Se insistiamo su questo punto è perché tale considerazione si salda perfettamente con quanto avevamo osservato in relazione ai rischi e alle opportunità dell’intelligenza artificiale. Ora, possiamo dirlo tanto con riferimento all’intelligenza artificiale che all’intelligenza umana: il rischio (e l’opportunità) è che l’intelligenza, artificiale o umana, diventi il terreno privilegiato su cui si vincono le sfide dell’innovazione ma su cui allignano e prosperano anche la divisione e l’esclusione sociale, chiamando in causa ancora una volta la questione del potere. 

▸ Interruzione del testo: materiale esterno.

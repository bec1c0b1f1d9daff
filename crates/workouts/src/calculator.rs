//! Distance, speed and calorie formulas.
//!
//! Each kind has one fixed formula, selected by matching on [`Training`].
//! All functions are pure; they assume a nonzero duration.

use crate::config::{CoefficientTables, M_IN_KM, MIN_IN_H};
use crate::models::{Metrics, Training};
use crate::reporter::InfoMessage;

impl Training {
    /// Distance in kilometers covered by the counted steps or strokes.
    pub fn distance_km(&self) -> f64 {
        let reading = self.reading();
        f64::from(reading.action_count) * self.kind().step_length_m() / M_IN_KM
    }

    /// Mean speed in km/h. Swimming uses pool length and laps instead of strokes.
    pub fn mean_speed_kmh(&self) -> f64 {
        match self {
            Training::Swimming {
                reading,
                pool_length_m,
                pool_laps,
            } => pool_length_m * f64::from(*pool_laps) / M_IN_KM / reading.duration_hours,
            _ => self.distance_km() / self.reading().duration_hours,
        }
    }

    /// Calories spent during the session, using the built-in coefficient tables.
    pub fn spent_calories(&self) -> f64 {
        self.spent_calories_with(&CoefficientTables::DEFAULT)
    }

    /// Calories spent during the session, using the given coefficient tables.
    pub fn spent_calories_with(&self, tables: &CoefficientTables) -> f64 {
        let speed = self.mean_speed_kmh();
        match self {
            Training::Running { reading } => {
                let c = tables.running;
                (c.speed_multiplier * speed - c.speed_shift) * reading.weight_kg / M_IN_KM
                    * reading.duration_hours
                    * MIN_IN_H
            }
            Training::SportsWalking { reading, height_cm } => {
                let c = tables.walking;
                let speed_height = floor_div(speed.powi(2), *height_cm);
                (c.weight_multiplier * reading.weight_kg
                    + speed_height * c.speed_height_multiplier * reading.weight_kg)
                    * (reading.duration_hours * MIN_IN_H)
            }
            Training::Swimming { reading, .. } => {
                let c = tables.swimming;
                (speed + c.speed_shift) * c.weight_multiplier * reading.weight_kg
            }
        }
    }

    pub fn metrics(&self) -> Metrics {
        Metrics {
            distance_km: self.distance_km(),
            mean_speed_kmh: self.mean_speed_kmh(),
            calories: self.spent_calories(),
        }
    }

    /// Bundles the label, duration and metrics for reporting.
    pub fn summary(&self) -> InfoMessage {
        InfoMessage::new(
            self.kind().label(),
            self.reading().duration_hours,
            self.metrics(),
        )
    }
}

/// Floor division of the exact quotient `a / b`.
///
/// Works from the remainder so a quotient that rounds up to a whole number
/// (`1.0 / 0.1`) still floors to the value below it.
fn floor_div(a: f64, b: f64) -> f64 {
    let rem = a % b;
    let mut div = (a - rem) / b;
    if rem != 0.0 && (b < 0.0) != (rem < 0.0) {
        div -= 1.0;
    }
    if div == 0.0 {
        return 0.0_f64.copysign(a / b);
    }
    let floored = div.floor();
    if div - floored > 0.5 {
        floored + 1.0
    } else {
        floored
    }
}

#[cfg(test)]
mod tests {
    use super::*;
    use crate::models::Reading;

    const EPS: f64 = 1e-9;

    #[test]
    fn test_running() {
        let training = Training::Running {
            reading: Reading::new(15000, 1.0, 75.0),
        };
        let metrics = training.metrics();
        assert!((metrics.distance_km - 9.75).abs() < EPS);
        assert!((metrics.mean_speed_kmh - 9.75).abs() < EPS);
        assert!((metrics.calories - 699.75).abs() < EPS);
    }

    #[test]
    fn test_swimming_uses_pool_for_speed() {
        let training = Training::Swimming {
            reading: Reading::new(720, 1.0, 80.0),
            pool_length_m: 25.0,
            pool_laps: 40,
        };
        let metrics = training.metrics();
        assert!((metrics.distance_km - 0.9936).abs() < EPS);
        assert!((metrics.mean_speed_kmh - 1.0).abs() < EPS);
        assert!((metrics.calories - 336.0).abs() < EPS);
    }

    #[test]
    fn test_walking_floor_division() {
        let training = Training::SportsWalking {
            reading: Reading::new(9000, 1.0, 75.0),
            height_cm: 180.0,
        };
        let metrics = training.metrics();
        assert!((metrics.distance_km - 5.85).abs() < EPS);
        assert!((metrics.mean_speed_kmh - 5.85).abs() < EPS);
        // 5.85^2 = 34.2225, floor(34.2225 / 180) = 0
        assert!((metrics.calories - 157.5).abs() < EPS);
    }

    #[test]
    fn test_walking_fast_enough_to_count_speed_term() {
        // 2 hours, 40000 steps: 26 km at 13 km/h, 169 / 100 floors to 1
        let training = Training::SportsWalking {
            reading: Reading::new(40000, 2.0, 70.0),
            height_cm: 100.0,
        };
        let expected = (0.035 * 70.0 + 1.0 * 0.029 * 70.0) * 120.0;
        assert!((training.mean_speed_kmh() - 13.0).abs() < EPS);
        assert!((training.spent_calories() - expected).abs() < EPS);
    }

    #[test]
    fn test_walking_quotient_rounding_up_still_floors() {
        // speed 1 km/h over height 0.1: 1.0 / 0.1 rounds to 10.0, the exact quotient floors to 9
        let training = Training::SportsWalking {
            reading: Reading::new(1000, 0.65, 75.0),
            height_cm: 0.1,
        };
        assert!((training.mean_speed_kmh() - 1.0).abs() < EPS);
        assert!((training.spent_calories() - 865.8).abs() < 1e-6);
    }

    #[test]
    fn test_floor_div() {
        assert_eq!(floor_div(1.0, 0.1), 9.0);
        assert_eq!(floor_div(34.2225, 180.0), 0.0);
        assert_eq!(floor_div(169.0, 100.0), 1.0);
        assert_eq!(floor_div(7.0, 2.0), 3.0);
        assert_eq!(floor_div(-7.0, 2.0), -4.0);
        assert_eq!(floor_div(7.0, -2.0), -4.0);
    }

    #[test]
    fn test_custom_coefficient_tables() {
        let training = Training::Swimming {
            reading: Reading::new(720, 1.0, 80.0),
            pool_length_m: 25.0,
            pool_laps: 40,
        };
        let mut tables = CoefficientTables::DEFAULT;
        tables.swimming.weight_multiplier = 1.0;
        assert!((training.spent_calories_with(&tables) - 168.0).abs() < EPS);
        assert_eq!(
            training.spent_calories_with(&CoefficientTables::DEFAULT),
            training.spent_calories()
        );
    }

    #[test]
    fn test_duration_scales_speed() {
        let training = Training::Running {
            reading: Reading::new(15000, 0.5, 75.0),
        };
        assert!((training.distance_km() - 9.75).abs() < EPS);
        assert!((training.mean_speed_kmh() - 19.5).abs() < EPS);
    }

    #[test]
    fn test_summary_carries_label_and_duration() {
        let training = Training::Running {
            reading: Reading::new(15000, 1.0, 75.0),
        };
        let summary = training.summary();
        assert_eq!(summary.training_type, "Running");
        assert_eq!(summary.duration, 1.0);
        assert_eq!(summary.metrics, training.metrics());
    }
}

Ogniqualvolta sentiamo parlare di stupidità in rete o d’intelligenza della rete, dobbiamo capire che la posta in gioco non concerne soltanto le capacità cognitive degli utenti ma anche la mobilità sociale e, con essa, il rischio di divisione ed esclusione. Ogniqualvolta sentiamo parlare d’intelligenza artificiale o umana, dobbiamo comprendere che la posta in gioco non concerne soltanto la sfera di controllo, autonomia e autodeterminazione degli individui. Ne va anche dell’equità sociale che occorre conciliare con il processo di sviluppo e crescita delle attuali società dell’informazione.